Learning from negative feedback, or positive feedback or both

Authors: Abbas Abdolmaleki, Bilal Piot, Bobak Shahriari, Jost Springenberg, Tim Hertweck, Michael Bloesch, Rishabh Joshi, Thomas Lampe, Junhyuk Oh, Nicolas Heess, Jonas Buchli, Martin Riedmiller

ICLR 2025 | Venue PDF | Archive PDF | Plain Text | LLM Run Details

Reproducibility Variable Result LLM Response
Research Type Experimental We evaluate our algorithm in a variety of different settings, showcasing its utility as a general preference optimization algorithm that can deal with many different forms of preference feedback. In this section, we aim at confirming our derivations in practice to learn from only negative feedback, only positive feedback, or both. We first test it in a Bandit setting (optimizing synthetic benchmark functions) then in a setting where we transform RL on control and robotics tasks into preference optimization. And finally we showcase strong performance for RLHF of large language models.
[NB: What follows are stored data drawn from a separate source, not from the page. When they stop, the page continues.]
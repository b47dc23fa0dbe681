//! Read-only helpers for dashboards and reports.

use crate::catalog::Product;
use crate::id::EmployeeId;
use crate::personnel::Employee;
use crate::transaction::Transaction;

/// Products at or below their minimum threshold.
pub fn low_stock(products: &[Product]) -> Vec<&Product> {
    products.iter().filter(|p| p.is_low_stock()).collect()
}

/// Products the employee is permitted to draw, in catalog order.
pub fn allowed_products<'a>(employee: &Employee, products: &'a [Product]) -> Vec<&'a Product> {
    products.iter().filter(|p| employee.may_draw(&p.id)).collect()
}

/// An employee's withdrawals, newest first.
pub fn employee_history<'a>(transactions: &'a [Transaction], employee_id: &EmployeeId) -> Vec<&'a Transaction> {
    let mut history: Vec<&Transaction> = transactions
        .iter()
        .filter(|t| &t.employee_id == employee_id)
        .collect();
    history.sort_by(|a, b| b.timestamp.cmp(&a.timestamp));
    history
}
Researcher Affiliation Industry Abbas Abdolmaleki, Bilal Piot, Bobak Shahriari, Jost Tobias Springenberg Tim Hertweck, Rishabh Joshi, Junhyuk Oh, Michael Bloesch, Thomas Lampe Nicolas Heess, Jonas Buchli, Martin Riedmiller Google Deep Mind. Corresponding Author: Abbas Abdolmaleki <EMAIL>
Pseudocode No The paper presents mathematical derivations, objectives, and update rules (e.g., equation 10), but it does not include any clearly labeled pseudocode or algorithm blocks with structured steps.
Open Source Code No The paper does not contain any explicit statement about releasing source code or provide links to a code repository for the methodology described. It acknowledges the Gemma team for models and infrastructure but does not state their own code is open-source.
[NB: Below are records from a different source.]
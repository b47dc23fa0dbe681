//! Strongly-typed identifiers used across the domain.
//!
//! Identifiers are opaque strings on the wire: documents created by older
//! clients carry ids such as `"p1"` or a millisecond timestamp, so the newtypes
//! wrap `String` rather than `Uuid`. Fresh ids are UUIDv7 strings.

use core::str::FromStr;
use serde::{Deserialize, Serialize};
use uuid::Uuid;

use crate::error::DomainError;

/// Identifier of a product (catalog item).
#[derive(Debug, Clone, PartialEq, Eq, Hash, PartialOrd, Ord, Serialize, Deserialize)]
#[serde(transparent)]
pub struct ProductId(String);

/// Identifier of an employee (staff member who draws supplies).
#[derive(Debug, Clone, PartialEq, Eq, Hash, PartialOrd, Ord, Serialize, Deserialize)]
#[serde(transparent)]
pub struct EmployeeId(String);

/// Identifier of a work area.
#[derive(Debug, Clone, PartialEq, Eq, Hash, PartialOrd, Ord, Serialize, Deserialize)]
#[serde(transparent)]
pub struct AreaId(String);

/// Identifier of a committed withdrawal.
#[derive(Debug, Clone, PartialEq, Eq, Hash, PartialOrd, Ord, Serialize, Deserialize)]
#[serde(transparent)]
pub struct TransactionId(String);

macro_rules! impl_string_id {
    ($t:ty, $name:literal) => {
        impl $t {
            /// Create a new identifier.
            ///
            /// Uses UUIDv7 (time-ordered). Prefer passing IDs explicitly in tests
            /// for determinism.
            pub fn new() -> Self {
                Self(Uuid::now_v7().to_string())
            }

            pub fn as_str(&self) -> &str {
                &self.0
            }

            pub fn into_inner(self) -> String {
                self.0
            }
        }

        impl Default for $t {
            fn default() -> Self {
                Self::new()
            }
        }

        impl core::fmt::Display for $t {
            fn fmt(&self, f: &mut core::fmt::Formatter<'_>) -> core::fmt::Result {
                f.write_str(&self.0)
            }
        }

        impl From<&str> for $t {
            fn from(value: &str) -> Self {
                Self(value.to_string())
            }
        }

        impl From<String> for $t {
            fn from(value: String) -> Self {
                Self(value)
            }
        }

        impl AsRef<str> for $t {
            fn as_ref(&self) -> &str {
                &self.0
            }
        }

        impl FromStr for $t {
            type Err = DomainError;

            fn from_str(s: &str) -> Result<Self, Self::Err> {
                let trimmed = s.trim();
                if trimmed.is_empty() {
                    return Err(DomainError::invalid_id(format!("{}: empty", $name)));
                }
                Ok(Self(trimmed.to_string()))
            }
        }
    };
}

impl_string_id!(ProductId, "ProductId");
impl_string_id!(EmployeeId, "EmployeeId");
impl_string_id!(AreaId, "AreaId");
impl_string_id!(TransactionId, "TransactionId");

#[cfg(test)]
mod tests {
    use super::*;

    #[test]
    fn legacy_ids_survive_serde() {
        let id = ProductId::from("p1");
        let json = serde_json::to_string(&id).unwrap();
        assert_eq!(json, "\"p1\"");
        let back: ProductId = serde_json::from_str(&json).unwrap();
        assert_eq!(back, id);
    }

    #[test]
    fn parse_rejects_blank() {
        assert!("   ".parse::<EmployeeId>().is_err());
        assert_eq!("e1".parse::<EmployeeId>().unwrap().as_str(), "e1");
    }

    #[test]
    fn fresh_ids_are_unique() {
        assert_ne!(AreaId::new(), AreaId::new());
    }
}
Open Datasets Yes Our algorithm is first evaluated on synthetic benchmarks: Rosenbrock, Sphere, and Schwefel functions (Hansen et al., 2003). We evaluate our algorithm on a range of control tasks from the Deep Mind Control Suite (Tunyasuvunakool et al., 2020). We consider the RGB Stacking benchmark (Lee et al., 2021). Specifically, we fine-tune a Gemma 2B pre-trained model using a trained reward model (Team, 2024b) using prompts from the LMSYS-chat-1M dataset (Zheng et al., 2023).
Dataset Splits No The paper mentions generating samples and labeling them (e.g., "the top 2 samples are labeled as preferred, the others dis-preferred") and refers to "held-out test prompts", but it does not provide specific numerical percentages or counts for training, validation, or test splits for the overall datasets used.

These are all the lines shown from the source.